- **Exercise prompt**
Every line of the entries with the word "once" in it should be shown.

BEGIN Source data

//! Tests for the sliding window and the attacker tally.

use deauthwatch::detection::TopSource;
use deauthwatch::detector::{AttackerTally, SlidingWindow};

#[test]
fn test_window_record_and_count() {
    let mut window = SlidingWindow::new(10);
    assert!(window.is_empty());

    window.record(100.0);
    assert_eq!(window.count(), 1);

    window.record(101.0);
    assert_eq!(window.count(), 2);
}

#[test]
fn test_window_eviction_relative_to_now() {
    let mut window = SlidingWindow::new(10);
    for t in [100.0, 103.0, 105.0, 112.0] {
        window.record(t);
    }

    // 114 - 103 = 11 > 10, 114 - 105 = 9
    let removed = window.evict(114.0);
    assert_eq!(removed, 2);
    assert_eq!(window.count(), 2);
    assert_eq!(window.oldest(), Some(105.0));
}

#[test]
fn test_window_evict_is_idempotent() {
    let mut window = SlidingWindow::new(5);
    for t in [0.0, 2.0, 4.0, 6.0] {
        window.record(t);
    }

    window.evict(8.0);
    let once = window.count();
    assert_eq!(window.evict(8.0), 0);
    assert_eq!(window.count(), once);
}

#[test]
fn test_window_reset() {
    let mut window = SlidingWindow::new(10);
    window.record(1.0);
    window.record(2.0);

    window.reset();

    assert!(window.is_empty());
    assert_eq!(window.count(), 0);
}

#[test]
fn test_window_fractional_duration() {
    let mut window = SlidingWindow::with_duration(0.5);
    window.record(1.0);
    window.evict(1.5);
    assert_eq!(window.count(), 1);
    window.evict(1.6);
    assert_eq!(window.count(), 0);
}

#[test]
fn test_tally_top_three() {
    let mut tally = AttackerTally::new();
    for src in ["A", "B", "C", "D", "D", "C", "D"] {
        tally.record(src);
    }

    assert_eq!(
        tally.top(3),
        vec![
            TopSource::new("D", 3),
            TopSource::new("C", 2),
            TopSource::new("A", 1),
        ]
    );
}

#[test]
fn test_tally_tie_break_first_seen() {
    let mut tally = AttackerTally::new();
    for src in ["B", "A", "C"] {
        tally.record(src);
    }

    let names: Vec<String> = tally.top(3).into_iter().map(|t| t.source_id).collect();
    assert_eq!(names, vec!["B", "A", "C"]);
}

#[test]
fn test_tally_reset_clears_everything() {
    let mut tally = AttackerTally::new();
    tally.record("A");
    tally.reset();
    assert!(tally.is_empty());
    assert_eq!(tally.count_for("A"), 0);
}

END Source data

- **Your solution**
    let once = window.count();
    assert_eq!(window.count(), once);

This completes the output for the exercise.